From Ootsy-Poo to Reinvention: The Way It Was, 7 May

1931---The Breuers of Toledo have no clue that the daughter to whom they've just given birth, Theresa Veronica, will drop the 'h' from her given name, change the 'u' to a 'w' in her surname, appear on numerous shows in the old-time radio era---including and especially Major Bowes' Original Amateur Hour from age five through twelve---before her nineteenth birthday, and hit the record charts running with the Dixieland-influenced novelty "Music, Music, Music" in 1949.

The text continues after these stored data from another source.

impl FuelLedger {
    /// Open or create a ledger at the given path with default options
    pub fn open<P: AsRef<Path>>(path: P) -> Result<Self> {
        Self::open_with(path, LedgerOptions::default())
    }

    pub fn open_with<P: AsRef<Path>>(path: P, options: LedgerOptions) -> Result<Self> {
        let path = path.as_ref();
        info!("Opening fuel ledger at: {}", path.display());

        let unavailable = |source: Box<dyn std::error::Error + Send + Sync>| {
            error!(path = %path.display(), %source, "Fuel ledger unavailable");
            LedgerError::StorageUnavailable {
                path: path.to_path_buf(),
                source,
            }
        };

        // Create parent directory if it doesn't exist
        if let Some(parent) = path.parent() {
            if !parent.as_os_str().is_empty() {
                std::fs::create_dir_all(parent).map_err(|err| unavailable(err.into()))?;
            }
        }

        let conn = Connection::open(path).map_err(|err| unavailable(err.into()))?;
        conn.busy_timeout(options.busy_timeout)
            .map_err(|err| unavailable(err.into()))?;
        schema::apply(&conn).map_err(|err| unavailable(err.into()))?;

        info!("Fuel ledger opened successfully");
        Ok(Self {
            conn: Some(conn),
            path: path.to_path_buf(),
            options,
        })
    }

    pub fn path(&self) -> &Path {
        &self.path
    }

    pub fn options(&self) -> &LedgerOptions {
        &self.options
    }

    pub fn is_closed(&self) -> bool {
        self.conn.is_none()
    }

    fn conn(&self) -> Result<&Connection> {
        self.conn.as_ref().ok_or(LedgerError::Closed)
    }

    /// Register a vehicle under a trimmed, unique, non-placeholder name
    pub fn add_vehicle(&mut self, name: &str) -> Result<Vehicle> {
        self.try_add_vehicle(name)
            .inspect_err(|err| report("add_vehicle", err))
    }

    fn try_add_vehicle(&mut self, name: &str) -> Result<Vehicle> {
        let name = normalize_name(name, self.options.reserved_names.as_slice())
            .ok_or_else(|| LedgerError::InvalidVehicleName(name.trim().to_string()))?;

        let conn = self.conn.as_mut().ok_or(LedgerError::Closed)?;
        let tx = conn.transaction()?;

        let existing = tx
            .query_row("SELECT id FROM cars WHERE name = ?1", params![name], |row| {
                row.get::<_, i64>(0)
            })
            .optional()?;
        if existing.is_some() {
            return Err(LedgerError::DuplicateVehicle(name));
        }

        tx.execute("INSERT INTO cars (name) VALUES (?1)", params![name])?;
        let id = tx.last_insert_rowid();
        tx.commit()?;

        info!(id, name = %name, "Vehicle added");
        Ok(Vehicle { id, name })
    }

    /// All vehicles, oldest first
    pub fn list_vehicles(&self) -> Result<Vec<Vehicle>> {
        let conn = self.conn()?;
        let mut stmt = conn.prepare("SELECT id, name FROM cars ORDER BY id")?;
        let vehicles = stmt
            .query_map([], Vehicle::from_row)?
            .collect::<rusqlite::Result<Vec<_>>>()?;

        debug!(count = vehicles.len(), "Listed vehicles");
        Ok(vehicles)
    }

    /// Look up a vehicle by its exact (trimmed) name
    pub fn find_vehicle(&self, name: &str) -> Result<Option<Vehicle>> {
        let conn = self.conn()?;
        let vehicle = conn
            .query_row(
                "SELECT id, name FROM cars WHERE name = ?1 ORDER BY id LIMIT 1",
                params![name.trim()],
                Vehicle::from_row,
            )
            .optional()?;
        Ok(vehicle)
    }

    /// Remove a vehicle together with its records.
    ///
    /// Returns `false` when no vehicle has that id.
    pub fn delete_vehicle(&mut self, id: i64) -> Result<bool> {
        self.try_delete_vehicle(id)
            .inspect_err(|err| report("delete_vehicle", err))
    }

    fn try_delete_vehicle(&mut self, id: i64) -> Result<bool> {
        let conn = self.conn.as_mut().ok_or(LedgerError::Closed)?;
        let tx = conn.transaction()?;

        // Records first: no fill-up may outlive its vehicle
        let records = tx.execute("DELETE FROM fuel_records WHERE car_id = ?1", params![id])?;
        let removed = tx.execute("DELETE FROM cars WHERE id = ?1", params![id])?;
        tx.commit()?;

        if removed == 0 {
            warn!(id, "Vehicle not found, nothing deleted");
            return Ok(false);
        }

        info!(id, records, "Vehicle deleted");
        Ok(true)
    }

    /// Odometer reading of the vehicle's most recent fill-up
    pub fn get_last_odometer(&self, car_id: i64) -> Result<Option<f64>> {
        let conn = self.conn()?;
        let km = conn
            .query_row(
                "SELECT km_current FROM fuel_records WHERE car_id = ?1 ORDER BY id DESC LIMIT 1",
                params![car_id],
                |row| row.get::<_, f64>(0),
            )
            .optional()?;

        debug!(car_id, ?km, "Fetched last odometer");
        Ok(km)
    }

    /// Store a fill-up and apply the retention cap in one transaction
    pub fn insert_fill_up(
        &mut self,
        car_id: i64,
        km_last: f64,
        km_current: f64,
        fuel: f64,
    ) -> Result<FillUp> {
        self.try_insert_fill_up(car_id, km_last, km_current, fuel)
            .inspect_err(|err| report("insert_fill_up", err))
    }

    fn try_insert_fill_up(
        &mut self,
        car_id: i64,
        km_last: f64,
        km_current: f64,
        fuel: f64,
    ) -> Result<FillUp> {
        let km_per_liter = efficiency(km_last, km_current, fuel)?;
        let max_records = self.options.max_records;

        let conn = self.conn.as_mut().ok_or(LedgerError::Closed)?;
        let tx = conn.transaction()?;

        if !vehicle_exists(&tx, car_id)? {
            return Err(LedgerError::UnknownVehicle(car_id));
        }

        let date = date_stamp(Local::now().date_naive());
        tx.execute(
            "INSERT INTO fuel_records (car_id, date, km_last, km_current, fuel, km_per_liter)
             VALUES (?1, ?2, ?3, ?4, ?5, ?6)",
            params![car_id, date, km_last, km_current, fuel, km_per_liter],
        )?;
        let id = tx.last_insert_rowid();
        let pruned = retention::enforce(&tx, max_records)?;
        tx.commit()?;

        info!(id, car_id, km_per_liter, pruned, "Fill-up recorded");
        Ok(FillUp {
            id,
            car_id,
            date,
            km_last,
            km_current,
            fuel,
            km_per_liter,
        })
    }

    /// Stored records of a vehicle, oldest first.
    ///
    /// An unknown vehicle yields an empty history.
    pub fn get_all_records(&self, car_id: i64) -> Result<Vec<FillUp>> {
        let conn = self.conn()?;
        if !vehicle_exists(conn, car_id)? {
            warn!(car_id, "Vehicle not found, no history");
            return Ok(Vec::new());
        }

        let sql =
            format!("SELECT {RECORD_COLUMNS} FROM fuel_records WHERE car_id = ?1 ORDER BY id");
        let mut stmt = conn.prepare(&sql)?;
        let records = stmt
            .query_map(params![car_id], FillUp::from_row)?
            .collect::<rusqlite::Result<Vec<_>>>()?;

        debug!(car_id, count = records.len(), "Fetched history");
        Ok(records)
    }

    /// Delete vehicles carrying known-bad legacy names.
    ///
    /// Their records are left in place.
    pub fn remove_invalid_vehicles(&mut self) -> Result<usize> {
        self.try_remove_invalid_vehicles()
            .inspect_err(|err| report("remove_invalid_vehicles", err))
    }

    fn try_remove_invalid_vehicles(&mut self) -> Result<usize> {
        let names = &self.options.legacy_invalid_names;
        if names.is_empty() {
            return Ok(0);
        }

        let conn = self.conn.as_ref().ok_or(LedgerError::Closed)?;
        let placeholders = vec!["?"; names.len()].join(", ");
        let sql = format!("DELETE FROM cars WHERE name IN ({placeholders})");
        let removed = conn.execute(&sql, params_from_iter(names.iter()))?;

        info!(removed, "Invalid vehicles removed");
        Ok(removed)
    }

    /// Get row counts (for debugging/monitoring)
    pub fn stats(&self) -> Result<StoreStats> {
        let conn = self.conn()?;
        let count = |table: &str| -> rusqlite::Result<usize> {
            let sql = format!("SELECT COUNT(*) FROM {table}");
            conn.query_row(&sql, [], |row| row.get::<_, i64>(0))
                .map(|n| n as usize)
        };

        Ok(StoreStats {
            vehicle_count: count("cars")?,
            record_count: count("fuel_records")?,
        })
    }

    /// Release the connection. Calling it again is a no-op.
    pub fn close(&mut self) -> Result<()> {
        match self.conn.take() {
            Some(conn) => {
                conn.close().map_err(|(_, err)| LedgerError::Storage(err))?;
                info!("Fuel ledger closed: {}", self.path.display());
            }
            None => debug!("Fuel ledger already closed"),
        }
        Ok(())
    }
}

#[derive(Debug, Clone, PartialEq, Eq)]
pub struct StoreStats {
    pub vehicle_count: usize,
    pub record_count: usize,
}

From there, she will roll a respectable catalog of 1950s pop hits ("Ricochet," "Let Me Go, Lover," "Till I Waltz Again With You," "Into Each Life, Some Rain Must Fall," others), though her early novelties ("Choo'n Gum," "Molasses, Molasses," will discomfit her into fearing a stereotype.

That was my ootsy-poo period. They were hits, but they should have been children's recordings.

So, she will take a long hiatus to raise her family, before making a second career as a reinvented and respected jazz singer. Respected enough that Duke Ellington will cut an album with her, It Don't Mean a Thing If It Ain't Got That Swing, in the final recording sessions of his lifetime . . . and, that Count Basie will cut an album with her---of blues most identified with Bessie Smith.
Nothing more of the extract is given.